Use of Mac OS X 10.5 / Leopards Garbage Collection Considered Harmful
Use of Mac OS X 10.5 / Leopards Garbage Collection Considered Harmful
- Subject: Use of Mac OS X 10.5 / Leopards Garbage Collection Considered Harmful
- From: John Engelhart <email@hidden>
- Date: Sun, 3 Feb 2008 20:57:29 -0500
This is bound to be an inflammatory subject. That is not my intent,
and I mean no disrespect to the programmers who worked on the GC
system. I'm quite sure that adding GC to Cocoa is a non-trivial, near
impossible task, filled with trade-offs between "really bad" and "even
worse." Also understand that a bit of 'authoritative' documentation
or instruction can out right negate some of the points I make below as
I have had only the publicly available documentation and my
(relatively brief 2-3 months) experiences with the 10.5 GC system to
form these opinions....
I've had several reservations about Leopard's GC system since I
started working with it. There is very little documentation on
Leopards GC system, so the following has been pieced together by
inference and observations of how the garbage collection system seems
to work.

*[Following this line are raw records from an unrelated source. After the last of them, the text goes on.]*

//! Locating the current section from a page of history.
//!
//! The finder walks the page newest-first looking for the first silence of at
//! least three hours. If the page is the account's whole history, the oldest
//! post starts the section. If the page is full and silent gaps are nowhere to
//! be found, a fixed-rank post is used instead and the result is flagged as
//! inaccurate. The found start is then rolled forward section by section until
//! it covers `now`.

use crate::core::section::{section_gap, Section, FALLBACK_RANK, FETCH_COUNT};
use crate::post::{Post, PostId};
use chrono::{DateTime, Duration, Utc};
use std::cmp::Ordering;
use std::collections::HashMap;

/// Result of a section search.
#[derive(Debug, Clone, PartialEq, Eq)]
pub struct SectionEstimate {
    /// Section boundaries as found
    pub section: Section,
    /// Posts of the history page that fall into the section, by id
    pub posts: HashMap<PostId, Post>,
}

impl SectionEstimate {
    pub fn start_post(&self) -> Option<&Post> {
        self.section.start_post.as_ref()
    }

    pub fn boundary_time(&self) -> Option<DateTime<Utc>> {
        self.section.boundary_time
    }

    pub fn accurate(&self) -> bool {
        self.section.accurate
    }
}

/// One-shot section search over a bounded history page.
#[derive(Debug, Clone)]
pub struct SectionFinder {
    /// Size of a full history page
    page_size: usize,
    /// Newest-first rank used when no gap is found in a full page
    fallback_rank: usize,
    /// Silence that separates sections
    gap: Duration,
}

impl Default for SectionFinder {
    fn default() -> Self {
        Self::new(FETCH_COUNT)
    }
}

impl SectionFinder {
    /// Create a finder for history pages of `page_size` posts.
    pub fn new(page_size: usize) -> Self {
        Self {
            page_size,
            fallback_rank: FALLBACK_RANK,
            gap: section_gap(),
        }
    }

    /// Override the fallback rank.
    pub fn with_fallback_rank(mut self, rank: usize) -> Self {
        self.fallback_rank = rank;
        self
    }

    pub fn page_size(&self) -> usize {
        self.page_size
    }

    /// Find the section that is current at `now`.
    pub fn find(&self, history: &[Post], now: DateTime<Utc>) -> SectionEstimate {
        let mut sorted: Vec<&Post> = history.iter().collect();
        sorted.sort_by(|a, b| newest_first(a, b));

        let mut section = self.find_gap(&sorted, now);
        self.roll_forward(&mut section, &sorted, now);

        let posts = match &section.start_post {
            Some(start) => collect_from(history, start.posted_or_retweeted_at()),
            None => HashMap::new(),
        };

        SectionEstimate { section, posts }
    }

    /// Steps 2 and 3: first silence gap, or one of the fallbacks.
    fn find_gap(&self, sorted: &[&Post], now: DateTime<Utc>) -> Section {
        let Some(newest) = sorted.first() else {
            return Section {
                start_post: None,
                boundary_time: Some(now),
                accurate: true,
            };
        };

        // Even the newest post is older than the gap: no section is open.
        if now > newest.posted_or_retweeted_at() + self.gap {
            return Section {
                start_post: None,
                boundary_time: Some(newest.posted_or_retweeted_at() + self.gap),
                accurate: true,
            };
        }

        for pair in sorted.windows(2) {
            let (newer, older) = (pair[0], pair[1]);
            if newer.posted_or_retweeted_at() > older.posted_or_retweeted_at() + self.gap {
                return Section {
                    start_post: Some(newer.clone()),
                    boundary_time: Some(older.posted_or_retweeted_at() + self.gap),
                    accurate: true,
                };
            }
        }

        if sorted.len() < self.page_size {
            // The page holds the whole history, so its oldest post opened it.
            let oldest = sorted[sorted.len() - 1];
            return Section {
                start_post: Some(oldest.clone()),
                boundary_time: Some(oldest.posted_or_retweeted_at() - Duration::seconds(1)),
                accurate: true,
            };
        }

        let start = sorted
            .get(self.fallback_rank)
            .copied()
            .unwrap_or(sorted[sorted.len() - 1]);
        tracing::debug!(
            rank = self.fallback_rank,
            page = sorted.len(),
            "no silence gap in a full history page, using fallback rank"
        );
        Section {
            start_post: Some(start.clone()),
            boundary_time: Some(start.posted_or_retweeted_at() - Duration::seconds(1)),
            accurate: false,
        }
    }

    /// Step 4: advance stale sections until the start post covers `now`.
    fn roll_forward(&self, section: &mut Section, sorted: &[&Post], now: DateTime<Utc>) {
        while let Some(start) = &section.start_post {
            let release = start.posted_or_retweeted_at() + self.gap;
            if now <= release {
                break;
            }

            section.boundary_time = Some(release);
            // `sorted` is newest-first, so the last match is the earliest one.
            section.start_post = sorted
                .iter()
                .rev()
                .find(|p| p.posted_or_retweeted_at() >= release)
                .map(|p| (*p).clone());
        }
    }
}

/// Find the current section in `history` using the default page size.
pub fn find_section(history: &[Post], now: DateTime<Utc>) -> SectionEstimate {
    SectionFinder::default().find(history, now)
}

/// Descending by time; equal timestamps fall back to ascending id.
fn newest_first(a: &Post, b: &Post) -> Ordering {
    b.posted_or_retweeted_at()
        .cmp(&a.posted_or_retweeted_at())
        .then_with(|| a.id.cmp(&b.id))
}

/// Step 5: posts at or after `start`, first occurrence of each id wins.
fn collect_from(history: &[Post], start: DateTime<Utc>) -> HashMap<PostId, Post> {
    let mut posts = HashMap::new();
    for post in history
        .iter()
        .filter(|p| p.posted_or_retweeted_at() >= start)
    {
        posts.entry(post.id).or_insert_with(|| post.clone());
    }
    posts
}

#[cfg(test)]
mod tests {
    use super::*;
    use chrono::TimeZone;

    fn t0() -> DateTime<Utc> {
        Utc.with_ymd_and_hms(2024, 5, 10, 6, 0, 0).unwrap()
    }

    fn post(id: PostId, at: DateTime<Utc>) -> Post {
        Post::new(id, at, "alice")
    }

    /// `count` posts one minute apart, newest at `newest`.
    fn burst(count: usize, newest: DateTime<Utc>) -> Vec<Post> {
        (0..count)
            .map(|i| post(i as PostId + 1, newest - Duration::minutes(i as i64)))
            .collect()
    }

    #[test]
    fn test_gap_between_posts_starts_section() {
        let history = vec![
            post(1, t0()),
            post(2, t0() + Duration::hours(1)),
            post(3, t0() + Duration::hours(5)),
        ];
        let now = t0() + Duration::hours(5) + Duration::minutes(10);

        let estimate = find_section(&history, now);

        assert!(estimate.accurate());
        assert_eq!(estimate.start_post().map(|p| p.id), Some(3));
        assert_eq!(estimate.boundary_time(), Some(t0() + Duration::hours(4)));
        assert_eq!(
            estimate.section.release_at(),
            Some(t0() + Duration::hours(8))
        );
        assert_eq!(estimate.posts.len(), 1);
        assert!(estimate.posts.contains_key(&3));
    }

    #[test]
    fn test_gap_before_now_means_no_open_section() {
        let history = vec![post(1, t0()), post(2, t0() + Duration::minutes(30))];
        let now = t0() + Duration::hours(4);

        let estimate = find_section(&history, now);

        assert!(estimate.accurate());
        assert!(estimate.start_post().is_none());
        assert_eq!(
            estimate.boundary_time(),
            Some(t0() + Duration::minutes(30) + Duration::hours(3))
        );
        assert!(estimate.posts.is_empty());
    }

    #[test]
    fn test_empty_history_is_accurate_and_bounded_by_now() {
        let now = t0();
        let estimate = find_section(&[], now);

        assert!(estimate.accurate());
        assert!(estimate.start_post().is_none());
        assert_eq!(estimate.boundary_time(), Some(now));
    }

    #[test]
    fn test_short_history_starts_at_oldest_post() {
        let newest = t0() + Duration::hours(2);
        let history = burst(50, newest);
        let oldest = history.last().cloned().unwrap();

        let estimate = find_section(&history, newest + Duration::minutes(1));

        assert!(estimate.accurate());
        assert_eq!(estimate.start_post(), Some(&oldest));
        assert_eq!(
            estimate.boundary_time(),
            Some(oldest.timestamp - Duration::seconds(1))
        );
        assert_eq!(estimate.posts.len(), 50);
    }

    #[test]
    fn test_full_page_without_gap_uses_fallback_rank() {
        let newest = t0() + Duration::hours(4);
        let history = burst(FETCH_COUNT, newest);

        let estimate = find_section(&history, newest + Duration::minutes(1));

        assert!(!estimate.accurate());
        // burst() gives the 127th-newest post id 127
        let start = estimate.start_post().unwrap();
        assert_eq!(start.id, 127);
        assert_eq!(
            estimate.boundary_time(),
            Some(start.timestamp - Duration::seconds(1))
        );
        assert_eq!(estimate.posts.len(), 127);
    }

    #[test]
    fn test_stale_section_rolls_forward() {
        // Section starts at t0 after a long silence; a later burst begins at
        // t0+3h30 and must become the current section.
        let history = vec![
            post(1, t0() - Duration::hours(10)),
            post(2, t0()),
            post(3, t0() + Duration::hours(1)),
            post(4, t0() + Duration::hours(3) + Duration::minutes(30)),
            post(5, t0() + Duration::hours(4)),
        ];
        let now = t0() + Duration::hours(4) + Duration::minutes(5);

        let estimate = find_section(&history, now);

        assert!(estimate.accurate());
        assert_eq!(estimate.start_post().map(|p| p.id), Some(4));
        assert_eq!(estimate.boundary_time(), Some(t0() + Duration::hours(3)));
        let mut ids: Vec<_> = estimate.posts.keys().copied().collect();
        ids.sort();
        assert_eq!(ids, vec![4, 5]);
    }

    #[test]
    fn test_roll_forward_can_go_cold() {
        // With a custom page size the whole page counts as full, so the
        // fallback start is used and then rolled past every post.
        let history = vec![post(1, t0()), post(2, t0() + Duration::hours(2))];
        let finder = SectionFinder::new(2).with_fallback_rank(1);
        let now = t0() + Duration::hours(2) + Duration::minutes(59);

        let estimate = finder.find(&history, now);
        assert_eq!(estimate.start_post().map(|p| p.id), Some(1));

        // Post 2 lies before the rolled boundary, so nothing can take over.
        let later = t0() + Duration::hours(3) + Duration::minutes(1);
        let estimate = finder.find(&history, later);
        assert!(!estimate.accurate());
        assert!(estimate.start_post().is_none());
        assert_eq!(estimate.boundary_time(), Some(t0() + Duration::hours(3)));
        assert!(estimate.posts.is_empty());
    }

    #[test]
    fn test_duplicate_ids_keep_first_occurrence() {
        let first = post(9, t0());
        let mut second = first.clone();
        second.author = "someone-else".to_string();
        let history = vec![first.clone(), second];

        let estimate = find_section(&history, t0() + Duration::minutes(5));

        assert_eq!(estimate.posts.len(), 1);
        assert_eq!(estimate.posts.get(&9), Some(&first));
    }

    #[test]
    fn test_equal_timestamps_order_by_id() {
        let at = t0();
        let mut a = post(20, at);
        let mut b = post(10, at);
        assert_eq!(newest_first(&a, &b), Ordering::Greater);
        a.timestamp = at + Duration::seconds(1);
        b.timestamp = at;
        assert_eq!(newest_first(&a, &b), Ordering::Less);
    }
}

My first concern was with the use of "compiler assisted
write barriers". The current public documentation is extremely vague
as to what a 'write barrier' is, and I'm sure that the majority of
you, like me, assumed the term referred to an "atomic write barrier /
fence" used to ensure that all CPU's past the write barrier would see
the same data at a given location. See `man 3 barrier` for a
description of the OSMemoryBarrier() function that performs this
operation. This would make some sense for a GC system, it would ensure
that the use of a pointer is visible to the collector no matter what
thread or CPU is using the pointer. From what I can tell, the term
'write barrier' as it is used by the GC documentation has absolutely
nothing to do with this traditional meaning of the term.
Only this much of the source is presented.